Temperatures have pretty much been up and down and all over the place since the start of November. What began as a rather mild fall has now given us a chilly, below average start to its final week with the warmest temperatures arriving today near a very seasonable 40 degrees. However, it’s all downhill from here for the Christmas weekend! Some will grumble about icy holiday travel and single-digit temperatures while others will take heart knowing that we just may wind up with a white Christmas this year after all.
To me, even a dusting, a snow shower or some flurries will suffice to call it a white Christmas. However, the official meteorological definition of a white Christmas is having one inch or more of snow on the ground at 7 a.m. on Christmas Day. It doesn’t have to fall on Christmas itself, but you have to have one inch of the white stuff on the ground. The chance of that here in Pittsburgh is only 17%. In fact, in the last 132 years, we’ve had only 14 white Christmases here, although the most snow we’ve ever had on Christmas was just two years ago with a total of 5.1 inches of snow. Before last year, we also had a white Christmas in 2017 and 2002, and two white Christmas years in 1995 and 1993. Before that, the last white Christmas was way back in 1970!

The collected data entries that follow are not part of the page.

//! Payment API handlers.
//!
//! ```text
//! POST /api/v1/payments/create-order
//! POST /api/v1/payments/verify-payment
//! ```
//!
//! Checkout happens client-side against the provider; these endpoints mint
//! the order and reconcile the provider callback into a paid enrollment.

use actix_web::{post, web, HttpResponse};
use serde::{Deserialize, Serialize};
use serde_json::json;

use crate::domain::ports::{
    CreateOrderRequest, PaymentVerification, VerifyPaymentRequest,
};
use crate::domain::{CourseId, Error, ReceiptView};
use crate::inbound::http::session::SessionContext;
use crate::inbound::http::state::HttpState;
use crate::inbound::http::ApiResult;

fn parse_course_id(raw: &str) -> Result<CourseId, Error> {
    CourseId::new(raw).map_err(|err| {
        Error::invalid_request(err.to_string())
            .with_details(json!({ "field": "courseId", "value": raw }))
    })
}

fn require_non_empty(value: &str, field: &str) -> Result<(), Error> {
    if value.trim().is_empty() {
        return Err(
            Error::invalid_request(format!("{field} must not be empty"))
                .with_details(json!({ "field": field })),
        );
    }
    Ok(())
}

/// Request body for `POST /payments/create-order`.
#[derive(Debug, Deserialize, Serialize, utoipa::ToSchema)]
#[serde(rename_all = "camelCase")]
pub struct OrderRequestBody {
    pub course_id: String,
    /// Amount in major currency units as quoted to the client.
    pub amount: u32,
}

/// Response body for `POST /payments/create-order`.
#[derive(Debug, Serialize, utoipa::ToSchema)]
#[serde(rename_all = "camelCase")]
pub struct OrderResponseBody {
    pub order_id: String,
    /// Amount in minor currency units, as the provider checkout expects.
    pub amount: i64,
    pub currency: String,
}

/// Request body for `POST /payments/verify-payment`.
#[derive(Debug, Deserialize, Serialize, utoipa::ToSchema)]
#[serde(rename_all = "camelCase")]
pub struct VerifyRequestBody {
    pub course_id: String,
    pub order_id: String,
    pub payment_id: String,
    pub signature: String,
}

/// Response body for `POST /payments/verify-payment`.
#[derive(Debug, Serialize, utoipa::ToSchema)]
#[serde(rename_all = "camelCase")]
pub struct VerifyResponseBody {
    pub already_enrolled: bool,
    #[serde(skip_serializing_if = "Option::is_none")]
    pub receipt: Option<ReceiptView>,
}

/// Mint a provider order for a priced course.
#[utoipa::path(
    post,
    path = "/api/v1/payments/create-order",
    request_body = OrderRequestBody,
    responses(
        (status = 201, description = "Order created", body = OrderResponseBody),
        (status = 400, description = "Invalid request", body = Error),
        (status = 401, description = "Unauthorised", body = Error),
        (status = 404, description = "Course not found", body = Error),
        (status = 503, description = "Payment provider unavailable", body = Error)
    ),
    tags = ["payments"],
    operation_id = "createOrder"
)]
#[post("/payments/create-order")]
pub async fn create_order(
    state: web::Data<HttpState>,
    session: SessionContext,
    payload: web::Json<OrderRequestBody>,
) -> ApiResult<HttpResponse> {
    let user_id = session.require_user_id()?;
    let course_id = parse_course_id(&payload.course_id)?;

    let order = state
        .payments
        .create_order(CreateOrderRequest {
            user_id,
            course_id,
            amount: payload.amount,
        })
        .await?;

    Ok(HttpResponse::Created().json(OrderResponseBody {
        order_id: order.id,
        amount: order.amount_minor,
        currency: order.currency,
    }))
}

/// Verify a provider payment callback and settle the enrollment.
#[utoipa::path(
    post,
    path = "/api/v1/payments/verify-payment",
    request_body = VerifyRequestBody,
    responses(
        (status = 200, description = "Payment verified", body = VerifyResponseBody),
        (status = 400, description = "Invalid request or verification failure", body = Error),
        (status = 401, description = "Unauthorised", body = Error),
        (status = 404, description = "Course not found", body = Error),
        (status = 503, description = "Payment provider unavailable", body = Error)
    ),
    tags = ["payments"],
    operation_id = "verifyPayment"
)]
#[post("/payments/verify-payment")]
pub async fn verify_payment(
    state: web::Data<HttpState>,
    session: SessionContext,
    payload: web::Json<VerifyRequestBody>,
) -> ApiResult<web::Json<VerifyResponseBody>> {
    let user_id = session.require_user_id()?;
    let course_id = parse_course_id(&payload.course_id)?;
    require_non_empty(&payload.order_id, "orderId")?;
    require_non_empty(&payload.payment_id, "paymentId")?;
    require_non_empty(&payload.signature, "signature")?;

    let payload = payload.into_inner();
    let outcome = state
        .payments
        .verify_payment(VerifyPaymentRequest {
            user_id,
            course_id,
            order_id: payload.order_id,
            payment_id: payload.payment_id,
            signature: payload.signature,
        })
        .await?;

    Ok(web::Json(match outcome {
        PaymentVerification::Enrolled { receipt } => VerifyResponseBody {
            already_enrolled: false,
            receipt: Some(receipt),
        },
        PaymentVerification::AlreadyEnrolled => VerifyResponseBody {
            already_enrolled: true,
            receipt: None,
        },
    }))
}

#[cfg(test)]
mod tests {
    use std::sync::Arc;

    use actix_web::http::StatusCode;
    use actix_web::{test, web, App, HttpResponse};
    use chrono::Utc;
    use serde_json::Value;
    use uuid::Uuid;

    use super::*;
    use crate::domain::ports::{MockPaymentCommand, ProviderOrder};
    use crate::domain::UserId;

    const COURSE_ID: &str = "3fa85f64-5717-4562-b3fc-2c963f66afa6";

    fn state_with(payments: MockPaymentCommand) -> HttpState {
        HttpState {
            payments: Arc::new(payments),
            ..HttpState::default()
        }
    }

    async fn call_as_user(
        state: HttpState,
        request: test::TestRequest,
    ) -> actix_web::dev::ServiceResponse {
        let app = test::init_service(
            App::new()
                .app_data(web::Data::new(state))
                .wrap(crate::inbound::http::test_utils::test_session_middleware())
                .route(
                    "/test-login",
                    web::get().to(|session: SessionContext| async move {
                        let id = UserId::random();
                        session.persist_user(&id)?;
                        Ok::<_, Error>(HttpResponse::Ok())
                    }),
                )
                .service(create_order)
                .service(verify_payment),
        )
        .await;

        let login = test::call_service(
            &app,
            test::TestRequest::get().uri("/test-login").to_request(),
        )
        .await;
        let cookie = login
            .response()
            .cookies()
            .find(|cookie| cookie.name() == "session")
            .expect("session cookie set")
            .into_owned();

        test::call_service(&app, request.cookie(cookie).to_request()).await
    }

    #[actix_web::test]
    async fn create_order_returns_provider_order() {
        let mut payments = MockPaymentCommand::new();
        payments.expect_create_order().returning(|request| {
            assert_eq!(request.amount, 499);
            Ok(ProviderOrder {
                id: "order_MhVZ7LNyFs".into(),
                amount_minor: 49_900,
                currency: "INR".into(),
            })
        });

        let res = call_as_user(
            state_with(payments),
            test::TestRequest::post()
                .uri("/payments/create-order")
                .set_json(serde_json::json!({ "courseId": COURSE_ID, "amount": 499 })),
        )
        .await;

        assert_eq!(res.status(), StatusCode::CREATED);
        let body: Value = test::read_body_json(res).await;
        assert_eq!(body["orderId"], "order_MhVZ7LNyFs");
        assert_eq!(body["amount"], 49_900);
        assert_eq!(body["currency"], "INR");
    }

    #[actix_web::test]
    async fn verify_payment_returns_receipt() {
        let mut payments = MockPaymentCommand::new();
        payments.expect_verify_payment().returning(|request| {
            Ok(PaymentVerification::Enrolled {
                receipt: ReceiptView {
                    receipt_id: Uuid::new_v4(),
                    payment_id: request.payment_id.clone(),
                    order_id: request.order_id.clone(),
                    amount: 499,
                    currency: "INR".into(),
                    course_name: "Advanced Databases".into(),
                    date: Utc::now(),
                },
            })
        });

        let res = call_as_user(
            state_with(payments),
            test::TestRequest::post()
                .uri("/payments/verify-payment")
                .set_json(serde_json::json!({
                    "courseId": COURSE_ID,
                    "orderId": "order_MhVZ7LNyFs",
                    "paymentId": "pay_MhVaQQPzX1",
                    "signature": "deadbeef",
                })),
        )
        .await;

        assert_eq!(res.status(), StatusCode::OK);
        let body: Value = test::read_body_json(res).await;
        assert_eq!(body["alreadyEnrolled"], false);
        assert_eq!(body["receipt"]["orderId"], "order_MhVZ7LNyFs");
    }

    #[actix_web::test]
    async fn verify_payment_reports_replay() {
        let mut payments = MockPaymentCommand::new();
        payments
            .expect_verify_payment()
            .returning(|_| Ok(PaymentVerification::AlreadyEnrolled));

        let res = call_as_user(
            state_with(payments),
            test::TestRequest::post()
                .uri("/payments/verify-payment")
                .set_json(serde_json::json!({
                    "courseId": COURSE_ID,
                    "orderId": "order_MhVZ7LNyFs",
                    "paymentId": "pay_MhVaQQPzX1",
                    "signature": "deadbeef",
                })),
        )
        .await;

        assert_eq!(res.status(), StatusCode::OK);
        let body: Value = test::read_body_json(res).await;
        assert_eq!(body["alreadyEnrolled"], true);
        assert!(body.get("receipt").is_none());
    }

    #[actix_web::test]
    async fn verify_payment_rejects_blank_signature() {
        let mut payments = MockPaymentCommand::new();
        payments.expect_verify_payment().never();

        let res = call_as_user(
            state_with(payments),
            test::TestRequest::post()
                .uri("/payments/verify-payment")
                .set_json(serde_json::json!({
                    "courseId": COURSE_ID,
                    "orderId": "order_MhVZ7LNyFs",
                    "paymentId": "pay_MhVaQQPzX1",
                    "signature": " ",
                })),
        )
        .await;

        assert_eq!(res.status(), StatusCode::BAD_REQUEST);
    }

    #[actix_web::test]
    async fn verification_failure_is_a_bad_request() {
        let mut payments = MockPaymentCommand::new();
        payments
            .expect_verify_payment()
            .returning(|_| Err(Error::verification_failed("payment verification failed")));

        let res = call_as_user(
            state_with(payments),
            test::TestRequest::post()
                .uri("/payments/verify-payment")
                .set_json(serde_json::json!({
                    "courseId": COURSE_ID,
                    "orderId": "order_MhVZ7LNyFs",
                    "paymentId": "pay_forged",
                    "signature": "deadbeef",
                })),
        )
        .await;

        assert_eq!(res.status(), StatusCode::BAD_REQUEST);
        let body: Value = test::read_body_json(res).await;
        assert_eq!(body["code"], "verification_failed");
        assert_eq!(body["message"], "payment verification failed");
    }
}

Now let’s talk about temperatures. This weekend will be a wild one with temps in the 40s to start Friday morning that will very rapidly plunge through the day to – I’m not kidding – single digits by Saturday morning. The high Saturday and Sunday will only reach the teens, which could rank it on the list of some of the coldest Christmases on record here.
What year was the coldest? 1983, when the high temperature only hit zero and the low plunged to minus 12 degrees! Pittsburgh has only recorded highs below 20 degrees on Christmas Day five other times, including 11 degrees in 1878 and 1980. Back in 2000, the high temperature on Christmas only reached 17 degrees.
Interestingly enough, that bitter Christmas Day back in 1983 was extremely cold but not recorded as a “white” Christmas. This year, Santa will be shivering in his sleigh and bringing us a little bit of both arctic air and snow.